The Lambda 421 beam combiner is a new, patented, concept for combining separate light sources with different spectra into a single common output beam. Each separate light source is collimated before entering the optical path through a bandpass filter.
The filters for each light source also function as mirrors that reflect the collimated beams from the previous light sources. In the diagram below the optical paths are outlined for each position including the reflections that occur:
Optical path for each light source position from 0 through 3. Image credit: Sutter Instrument
Traditionally, combining more than two light sources required the use of a dichroic ladder. Dichroic mirrors, which switch from transmission to reflection at one point in the spectrum, allow the combining of separate light sources, provided that those sources do not have overlapping wavelengths. The downside of this approach is that light sources cannot be easily changed.
Dichroic ladders also demand careful attention to the order in which the light sources are introduced into the optical path to avoid having the light blocked by the next dichroic in line.
Typically, additional bandpass filters must be added in front of each light source before the dichroic, to select the desired range of wavelengths for each source. Each filter and dichroic used in the ladder decreases the total light output of the system.
- Capable of combining any light source
- Any suitable filter can be placed in any of 4 positions without concern for the order
- Wavelength selection and beam reflection using Semrock STR Filters
The Lambda 421 was designed to keep the size of the beam combiner small and the optical path short and efficient. Thin-film bandpass filters, such as Semrock’s STR, reflect greater than 90% of out-of-band light.
If the band pass of each light source does not overlap, it is possible to use the filters for both attenuation and reflection of the light from the other sources. By arranging the filters and sources into a pentagon, we were able to combine four LED wavelengths in a compact design with lower losses than previously achievable.
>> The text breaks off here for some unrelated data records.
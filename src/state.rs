//! Shared state injected into every HTTP handler.

use std::sync::Arc;

use crate::application::services::UserAccessor;

#[derive(Clone)]
pub struct AppState {
    pub accessor: Arc<UserAccessor>,
}

impl AppState {
    pub fn new(accessor: Arc<UserAccessor>) -> Self {
        Self { accessor }
    }
}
As an added benefit, the last position in the optical train does not require any filter, since no other input reflects from that position. This input can be used with any sort of light source as long as you are aware of the possible losses if there are filters in use that overlap this light source.
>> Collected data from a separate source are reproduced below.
//! Service wiring and HTTP server lifecycle.

use crate::application::services::UserAccessor;
use crate::config::Config;
use crate::infrastructure::cache::{CacheService, NullCache, RedisCache};
use crate::infrastructure::persistence::{PgUserRepository, connect_pool};
use crate::routes::app_router;
use crate::state::AppState;

use anyhow::{Context, Result};
use axum::ServiceExt;
use axum::extract::Request;
use std::net::SocketAddr;
use std::sync::Arc;

/// Builds the Cache Store adapter.
///
/// An unreachable Redis at startup is not fatal: the service runs uncached.
pub async fn build_cache(config: &Config) -> Arc<dyn CacheService> {
    let Some(redis_url) = &config.redis_url else {
        tracing::info!("Cache disabled (NullCache)");
        return Arc::new(NullCache::new());
    };

    match RedisCache::connect(redis_url, config.cache_key_prefix.clone()).await {
        Ok(redis) => {
            tracing::info!("Cache enabled (Redis)");
            Arc::new(redis)
        }
        Err(e) => {
            tracing::warn!("Failed to connect to Redis: {}. Using NullCache.", e);
            Arc::new(NullCache::new())
        }
    }
}

/// Connects both Record Store endpoints and the cache, and assembles the accessor.
///
/// Migrations are applied through the primary.
///
/// # Errors
///
/// Returns an error if either endpoint is unreachable or migrations fail.
pub async fn build_accessor(config: &Config) -> Result<UserAccessor> {
    let writer_pool = connect_pool(&config.writer_database_url, &config.pool)
        .await
        .context("Failed to connect to the primary")?;
    tracing::info!("Connected to primary");

    sqlx::migrate!("./migrations")
        .run(&writer_pool)
        .await
        .context("Failed to migrate")?;

    let reader_pool = if config.is_single_endpoint() {
        writer_pool.clone()
    } else {
        connect_pool(&config.reader_database_url, &config.pool)
            .await
            .context("Failed to connect to the replica")?
    };
    tracing::info!("Connected to replica");

    let cache = build_cache(config).await;

    Ok(UserAccessor::new(
        Arc::new(PgUserRepository::new(Arc::new(reader_pool))),
        Arc::new(PgUserRepository::new(Arc::new(writer_pool))),
        cache,
        config.accessor_config(),
    ))
}

/// Runs the HTTP server with the given configuration until Ctrl-C / SIGTERM.
///
/// # Errors
///
/// Returns an error if:
/// - A store connection fails
/// - Server bind fails
/// - Server runtime error occurs
pub async fn run(config: Config) -> Result<()> {
    let accessor = build_accessor(&config).await?;
    let state = AppState::new(Arc::new(accessor));

    let app = app_router(state);

    let addr: SocketAddr = config.listen_addr.parse()?;
    let listener = tokio::net::TcpListener::bind(addr).await?;
    tracing::info!("Listening on http://{addr}");

    axum::serve(
        listener,
        ServiceExt::<Request>::into_make_service_with_connect_info::<SocketAddr>(app),
    )
    .with_graceful_shutdown(shutdown_signal())
    .await?;

    tracing::info!("Server stopped");
    Ok(())
}

async fn shutdown_signal() {
    let ctrl_c = async {
        if let Err(e) = tokio::signal::ctrl_c().await {
            tracing::error!("Failed to listen for Ctrl-C: {}", e);
            std::future::pending::<()>().await;
        }
    };

    #[cfg(unix)]
    let terminate = async {
        match tokio::signal::unix::signal(tokio::signal::unix::SignalKind::terminate()) {
            Ok(mut signal) => {
                signal.recv().await;
            }
            Err(e) => {
                tracing::error!("Failed to listen for SIGTERM: {}", e);
                std::future::pending::<()>().await;
            }
        }
    };

    #[cfg(not(unix))]
    let terminate = std::future::pending::<()>();

    tokio::select! {
        () = ctrl_c => {},
        () = terminate => {},
    }

    tracing::info!("Shutdown signal received");
}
The fifth side of the pentagon becomes the output for the combined sources. The filters are easily exchangeable and are installed on small sliders inside the core of the pentagon. Filters and associated light sources can be arranged in any order around the pentagon.
In the diagram below the position number of the light sources are labeled based on the number of total reflections.
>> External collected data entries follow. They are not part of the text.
//! Service configuration loaded from environment variables.
//!
//! Loaded once at startup, validated before any network call, then passed by
//! value into the adapters.
//!
//! ## Record Store endpoints
//!
//! Resolved in this order:
//!
//! 1. `DB_CONFIG_JSON` - a JSON document naming both endpoints:
//!
//!    ```json
//!    {
//!      "reader_endpoint": "db-ro.internal",
//!      "writer_endpoint": "db.internal",
//!      "username": "app",
//!      "password": "secret",
//!      "database": "users",
//!      "port": 5432
//!    }
//!    ```
//!
//! 2. `READER_DATABASE_URL` and `WRITER_DATABASE_URL`
//! 3. `DATABASE_URL`, used for both endpoints (single-node development)
//!
//! Records live in an unqualified `users` table, created by the migrations on
//! the primary. Point `search_path` at another schema (e.g. `wsi`) through the
//! connection string if the table lives there.
//!
//! ## Cache Store
//!
//! - `REDIS_URL` - full connection string, or
//! - `REDIS_ENDPOINT` - `host:port`, reached over TLS (`rediss://`) unless
//!   `REDIS_TLS=false`; `REDIS_PASSWORD` / `REDIS_DB` optional
//!
//! Without either, caching is disabled and every read goes to the replica.
//!
//! ## Optional Variables
//!
//! - `CACHE_TTL_SECONDS` - Entry lifetime (default: 60)
//! - `CACHE_KEY_PREFIX` - Namespace for cache keys (default: empty)
//! - `CACHE_SINGLE_FLIGHT` - Collapse concurrent misses per key (default: false)
//! - `LISTEN` - Bind address (default: `0.0.0.0:8080`)
//! - `RUST_LOG` - Log level (default: `info`)
//! - `LOG_FORMAT` - `text` or `json` (default: `text`)
//! - `DB_MAX_CONNECTIONS`, `DB_CONNECT_TIMEOUT`, `DB_IDLE_TIMEOUT`, `DB_MAX_LIFETIME` - Pool settings

use anyhow::{Context, Result};
use serde::Deserialize;
use std::env;
use std::net::SocketAddr;
use std::str::FromStr;
use std::time::Duration;
use url::Url;

use crate::application::services::AccessorConfig;

/// Output format of the tracing subscriber.
#[derive(Debug, Clone, Copy, PartialEq, Eq)]
pub enum LogFormat {
    Text,
    Json,
}

impl FromStr for LogFormat {
    type Err = anyhow::Error;

    fn from_str(s: &str) -> Result<Self> {
        match s.to_ascii_lowercase().as_str() {
            "text" => Ok(Self::Text),
            "json" => Ok(Self::Json),
            other => anyhow::bail!("LOG_FORMAT must be 'text' or 'json', got '{}'", other),
        }
    }
}

/// Connection pool settings, applied to both the reader and the writer pool.
#[derive(Debug, Clone)]
pub struct PoolSettings {
    /// `DB_MAX_CONNECTIONS`, default 10.
    pub max_connections: u32,
    /// Seconds to wait for a connection, `DB_CONNECT_TIMEOUT`, default 30.
    pub connect_timeout: u64,
    /// `DB_IDLE_TIMEOUT` seconds, default 600.
    pub idle_timeout: u64,
    /// `DB_MAX_LIFETIME` seconds, default 1800.
    pub max_lifetime: u64,
}

impl Default for PoolSettings {
    fn default() -> Self {
        Self {
            max_connections: 10,
            connect_timeout: 30,
            idle_timeout: 600,
            max_lifetime: 1800,
        }
    }
}

/// Shape of `DB_CONFIG_JSON`.
#[derive(Debug, Clone, Deserialize)]
pub struct DbEndpoints {
    pub reader_endpoint: String,
    pub writer_endpoint: String,
    pub username: String,
    pub password: String,
    pub database: String,
    #[serde(default = "default_pg_port")]
    pub port: u16,
}

fn default_pg_port() -> u16 {
    5432
}

impl DbEndpoints {
    pub fn reader_url(&self) -> Result<String> {
        self.url_for(&self.reader_endpoint)
    }

    pub fn writer_url(&self) -> Result<String> {
        self.url_for(&self.writer_endpoint)
    }

    /// Builds a connection URL, percent-encoding the credentials.
    fn url_for(&self, host: &str) -> Result<String> {
        let mut url = Url::parse("postgres://localhost").context("base URL")?;
        url.set_host(Some(host))
            .with_context(|| format!("invalid database host '{}'", host))?;
        url.set_port(Some(self.port))
            .map_err(|()| anyhow::anyhow!("cannot set database port"))?;
        url.set_username(&self.username)
            .map_err(|()| anyhow::anyhow!("cannot set database username"))?;
        url.set_password(Some(&self.password))
            .map_err(|()| anyhow::anyhow!("cannot set database password"))?;
        url.set_path(&self.database);
        Ok(url.into())
    }
}

/// Service configuration.
#[derive(Debug, Clone)]
pub struct Config {
    /// Replica endpoint, used for every point read.
    pub reader_database_url: String,
    /// Primary endpoint, used for every mutation and for migrations.
    pub writer_database_url: String,
    pub redis_url: Option<String>,
    pub cache_ttl_seconds: u64,
    pub cache_key_prefix: String,
    pub cache_single_flight: bool,
    pub listen_addr: String,
    pub log_level: String,
    pub log_format: LogFormat,
    pub pool: PoolSettings,
}

impl Config {
    /// Loads configuration from environment variables.
    ///
    /// # Errors
    ///
    /// Returns an error if no database endpoint is configured or a variable
    /// holds a value of the wrong type.
    pub fn from_env() -> Result<Self> {
        let (reader_database_url, writer_database_url) =
            Self::load_database_urls().context("Failed to load database configuration")?;

        let defaults = PoolSettings::default();

        Ok(Self {
            reader_database_url,
            writer_database_url,
            redis_url: Self::load_redis_url().context("Failed to load Redis configuration")?,
            cache_ttl_seconds: env_parse("CACHE_TTL_SECONDS", 60)?,
            cache_key_prefix: env::var("CACHE_KEY_PREFIX").unwrap_or_default(),
            cache_single_flight: env_flag("CACHE_SINGLE_FLIGHT"),
            listen_addr: env::var("LISTEN").unwrap_or_else(|_| "0.0.0.0:8080".to_string()),
            log_level: env::var("RUST_LOG").unwrap_or_else(|_| "info".to_string()),
            log_format: env_parse("LOG_FORMAT", LogFormat::Text)?,
            pool: PoolSettings {
                max_connections: env_parse("DB_MAX_CONNECTIONS", defaults.max_connections)?,
                connect_timeout: env_parse("DB_CONNECT_TIMEOUT", defaults.connect_timeout)?,
                idle_timeout: env_parse("DB_IDLE_TIMEOUT", defaults.idle_timeout)?,
                max_lifetime: env_parse("DB_MAX_LIFETIME", defaults.max_lifetime)?,
            },
        })
    }

    /// Resolves the `(reader, writer)` URLs.
    fn load_database_urls() -> Result<(String, String)> {
        if let Ok(raw) = env::var("DB_CONFIG_JSON") {
            let endpoints: DbEndpoints =
                serde_json::from_str(&raw).context("DB_CONFIG_JSON is not valid JSON config")?;
            return Ok((endpoints.reader_url()?, endpoints.writer_url()?));
        }

        match (
            env::var("READER_DATABASE_URL").ok(),
            env::var("WRITER_DATABASE_URL").ok(),
        ) {
            (Some(reader), Some(writer)) => return Ok((reader, writer)),
            (Some(_), None) | (None, Some(_)) => anyhow::bail!(
                "READER_DATABASE_URL and WRITER_DATABASE_URL must be set together"
            ),
            (None, None) => {}
        }

        let url = env::var("DATABASE_URL").context(
            "one of DB_CONFIG_JSON, READER_DATABASE_URL/WRITER_DATABASE_URL or DATABASE_URL must be set",
        )?;
        Ok((url.clone(), url))
    }

    /// Returns `None` if Redis is not configured.
    ///
    /// An endpoint given as `REDIS_ENDPOINT` is reached over TLS unless
    /// `REDIS_TLS=false`. The password is percent-encoded into the URL.
    fn load_redis_url() -> Result<Option<String>> {
        if let Ok(url) = env::var("REDIS_URL") {
            return Ok(Some(url));
        }

        let Ok(endpoint) = env::var("REDIS_ENDPOINT") else {
            return Ok(None);
        };
        let scheme = if env_flag_or("REDIS_TLS", true) {
            "rediss"
        } else {
            "redis"
        };
        let db = env::var("REDIS_DB").unwrap_or_else(|_| "0".to_string());

        let mut url = Url::parse(&format!("{}://{}/{}", scheme, endpoint, db))
            .with_context(|| format!("invalid REDIS_ENDPOINT '{}'", endpoint))?;
        if let Ok(pwd) = env::var("REDIS_PASSWORD")
            && !pwd.is_empty()
        {
            url.set_password(Some(&pwd))
                .map_err(|()| anyhow::anyhow!("cannot set Redis password"))?;
        }

        Ok(Some(url.into()))
    }

    /// Validates the configuration.
    ///
    /// # Errors
    ///
    /// Returns an error if a URL has the wrong scheme, the listen address does
    /// not parse, or a numeric setting is zero.
    pub fn validate(&self) -> Result<()> {
        for (name, url) in [
            ("reader", &self.reader_database_url),
            ("writer", &self.writer_database_url),
        ] {
            if !url.starts_with("postgres://") && !url.starts_with("postgresql://") {
                anyhow::bail!(
                    "{} database URL must start with 'postgres://' or 'postgresql://', got '{}'",
                    name,
                    mask_connection_string(url)
                );
            }
        }

        if let Some(ref redis_url) = self.redis_url
            && !redis_url.starts_with("redis://")
            && !redis_url.starts_with("rediss://")
        {
            anyhow::bail!(
                "Redis URL must start with 'redis://' or 'rediss://', got '{}'",
                mask_connection_string(redis_url)
            );
        }

        self.listen_addr.parse::<SocketAddr>().with_context(|| {
            format!(
                "LISTEN must be in format 'host:port', got '{}'",
                self.listen_addr
            )
        })?;

        if self.cache_ttl_seconds == 0 {
            anyhow::bail!("CACHE_TTL_SECONDS must be greater than 0");
        }

        if self.cache_key_prefix.chars().any(char::is_whitespace) {
            anyhow::bail!("CACHE_KEY_PREFIX must not contain whitespace");
        }

        if self.pool.max_connections == 0 {
            anyhow::bail!("DB_MAX_CONNECTIONS must be at least 1");
        }
        if self.pool.connect_timeout == 0 {
            anyhow::bail!("DB_CONNECT_TIMEOUT must be greater than 0");
        }

        Ok(())
    }

    pub fn is_cache_enabled(&self) -> bool {
        self.redis_url.is_some()
    }

    /// Returns true when reads and writes share one endpoint.
    pub fn is_single_endpoint(&self) -> bool {
        self.reader_database_url == self.writer_database_url
    }

    pub fn accessor_config(&self) -> AccessorConfig {
        AccessorConfig {
            ttl: Duration::from_secs(self.cache_ttl_seconds),
            single_flight: self.cache_single_flight,
        }
    }

    /// Logs the configuration with credentials masked.
    pub fn print_summary(&self) {
        tracing::info!("Configuration loaded:");
        tracing::info!("  Listen address: {}", self.listen_addr);
        tracing::info!(
            "  Reader: {}",
            mask_connection_string(&self.reader_database_url)
        );
        tracing::info!(
            "  Writer: {}",
            mask_connection_string(&self.writer_database_url)
        );
        if self.is_single_endpoint() {
            tracing::warn!("  Reader and writer share one endpoint");
        }

        match self.redis_url {
            Some(ref redis_url) => tracing::info!(
                "  Redis: {} (TTL {}s, prefix '{}', single-flight {})",
                mask_connection_string(redis_url),
                self.cache_ttl_seconds,
                self.cache_key_prefix,
                self.cache_single_flight
            ),
            None => tracing::info!("  Redis: disabled"),
        }

        tracing::info!("  Log level: {}", self.log_level);
        tracing::info!("  Log format: {:?}", self.log_format);
    }
}

/// Replaces the password of a connection URL with `***`.
fn mask_connection_string(raw: &str) -> String {
    match Url::parse(raw) {
        Ok(mut url) if url.password().is_some() => {
            // Only fails for cannot-be-a-base URLs, which have no password.
            let _ = url.set_password(Some("***"));
            url.into()
        }
        _ => raw.to_string(),
    }
}

fn env_parse<T>(name: &str, default: T) -> Result<T>
where
    T: FromStr,
    T::Err: std::fmt::Display,
{
    match env::var(name) {
        Ok(raw) => raw
            .parse()
            .map_err(|e| anyhow::anyhow!("{} has an invalid value '{}': {}", name, raw, e)),
        Err(_) => Ok(default),
    }
}

fn env_flag(name: &str) -> bool {
    env_flag_or(name, false)
}

fn env_flag_or(name: &str, default: bool) -> bool {
    match env::var(name) {
        Ok(v) => v.eq_ignore_ascii_case("true") || v == "1",
        Err(_) => default,
    }
}

/// Loads and validates configuration from environment variables.
///
/// Expects `.env` to be already loaded (see `dotenvy::dotenv()` in `main.rs`).
///
/// # Errors
///
/// Returns an error if required variables are missing or validation fails.
pub fn load_from_env() -> Result<Config> {
    let config = Config::from_env()?;
    config.validate()?;
    Ok(config)
}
Image credit: Sutter Instrument
- The light from position #0 goes directly to the device output without being reflected. This position might be preferred for the source with the greatest desired output.
- The filter for the fourth light source is not used as a reflective surface and could be omitted if a broad-band source were desired.
- In configurations with fewer than 4 light sources, sources should be filled from lowest to highest number of reflections to ensure the greatest light output.
- The optical path for each input is tilted by 18 degrees relative to the filter for that port. This will cause a small shift in the band pass toward shorter wavelengths. While it would be ideal to have a coating optimized for this application, we have found that stock -STR filters can be used if you correct for the shift in the band pass when selecting the filters. This lends itself to combining narrow-band sources such as LEDs and lasers with a broad-band sources such as an arc lamps or white light LEDs. In the case of LEDs, wavelengths can be shuttered at the speed of the individual source. Sutter Instrument HPX and TLED products can switch in 10-25 microseconds respectively, making the Lambda 421 one of, if not the fastest wavelength switcher on the market. The Lambda Pentagon beam combiner is designed for flexibility and expandability. Should your illumination need change over time a simple configuration change and possibly additional filters can produce an entirely different output.